J’ai déjà eu l’occasion il y a quelques temps d’évoquer la situation de Adama
Gaye notre ami journaliste sénégalais victime depuis quelques temps des
manœuvres d’intimidation du pouvoir. J’y reviens car je trouve scandaleuses
les poursuites dont il fait l’objet pour « offense au chef de l’Etat ». Ce délit en
effet n’est pour ainsi dire jamais pris en compte par aucune des grandes
démocraties du monde soucieuses de la pluralité des opinions et du respect
des libertés individuelles.
Cette judiciarisation de notre vie politique constitue à mes yeux un précédent
dangereux qu’on ne peut passer sous silence. Si un journaliste, au Sénégal,
n’a plus la possibilité de dénoncer la mauvaise gestion des autorités dans les
secteurs du pétrole et du gaz, (alors même qu’Aliou Sall, le frère du
président, soupçonné de corruption dans l’attribution des marchés publics, a
dû récemment démissionner de son poste de président de la Caisse des
Dépôts et Consignations), alors, je pose la question : Dans quel Etat vivons-
nous ? Le Sénégal peut-il encore prétendre être un Etat de droit dans ces
conditions ?
Alors que notre pays s’apprête à entrer dans le top 10 africain des
producteurs de gaz et que cette manne inespérée risque de bouleverser
l’actuel classement de l’indice du développement humain où nous figurons à
la 162ème place il est important que toute la transparence sur l’exploitation
des gisements puisse être faite.
Nous sommes en effet un pays jeune de seulement 16 millions d’habitants et
ces réserves pourraient dans un proche avenir nous permettre de faire face
aux immenses défis qui sont les nôtres en matière d’éducation et de santé.

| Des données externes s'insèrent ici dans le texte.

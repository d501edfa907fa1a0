pub mod expectations;
pub mod scene;

pub use expectations::{check_bounds, BoundsExpectation};
pub use scene::{
    build_clip_combine_scene, build_container_scene, build_cumulative_transform_scene,
    build_page_unit_scene, canvas_context, run_scene, BoundsQuery, SceneStep, CANVAS_HEIGHT,
    CANVAS_WIDTH,
};
use crate::Color;

/// Outline style for lines, polygons and curves.
///
/// The width is in world units and is scaled by the world transform like any
/// other geometry. A width of zero still strokes a one-pixel hairline.
#[derive(Clone, Debug, Copy, PartialEq)]
pub struct Pen {
    pub width: f32,
    pub color: Color,
}

impl Pen {
    pub fn new(width: f32, color: impl Into<Color>) -> Self {
        Self {
            width,
            color: color.into(),
        }
    }

    /// A zero-width pen.
    pub fn hairline(color: impl Into<Color>) -> Self {
        Self::new(0.0, color)
    }

    /// Whether strokes made with this pen leave no mark.
    pub fn is_invisible(&self) -> bool {
        self.color.is_transparent()
    }
}

#[cfg(test)]
mod tests {
    use super::*;

    #[test]
    fn hairline_pens_are_visible() {
        assert!(!Pen::hairline(Color::BLACK).is_invisible());
        assert!(Pen::new(3.0, Color::TRANSPARENT).is_invisible());
    }
}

Aucun franc CFA ne doit donc être détourné de ce à quoi il est destiné d’où
un nécessaire contrôle des gains financiers de l’Etat évalués à quelques 30
milliards d’euros sur trente ans. L’émergence est là à condition également
que le pays ne s’installe pas dans une économie de rente et qu’on puisse
vérifier que les contrats de services passés avec les compagnies ne
permettent à certains, notamment en raison de liens de parenté, (suivez mon
regard) de s’enrichir indûment.
Le monde pétrolier est en effet très corruptogène, et c’est pourquoi le rôle
des journalistes, comme Adama Gaye est essentiel dans notre République
en tant que contre-pouvoir. Le Sénégal est depuis sept ans, secoué par de
multiples crises politiques et sociales (emprisonnement de Khalifa Sall, exil
de Karim Wade, détention arbitraire de Guy Marius Sagna, soupçons de
corruptions et détournements, traque des activistes sur les réseaux sociaux,
etc … ) Depuis l’avènement de Macky au pouvoir le débat est devenu
partisan et l’objectivité rarement observée. Ailleurs quand la société est dans
la tourmente c’est la parole de l’élite libérée, notamment celle des journalistes
qui permet d’éclairer les citoyens perdus. Or l’élite sénégalaise se tait,
enfermée et empêtrée dans les calculs d’intérêt ou par peur d’être ridiculisée
et traînée comme de vulgaires voleurs de poules à la DIC. Au grand dam de
ceux d’entre nous qui se posent beaucoup de questions le ministre de la
justice Malick Sall et le procureur Bassirou Guèye agitent la répression au
nom de « BAYE – SALL » .
Vouloir museler Adama Gaye comme on le fait aujourd’hui est un très
mauvais signe qu’envoie le pouvoir Sénégalais à toute la communauté
internationale. La confiance ça se mérite, elle ne se décrète pas !
Ibrahima Thiam
Président du mouvement “Un Autre Avenir”
Share on: WhatsAppL’article «Embastiller» Adama Gaye est un mauvais coup porté à la démocratie sénégalaise .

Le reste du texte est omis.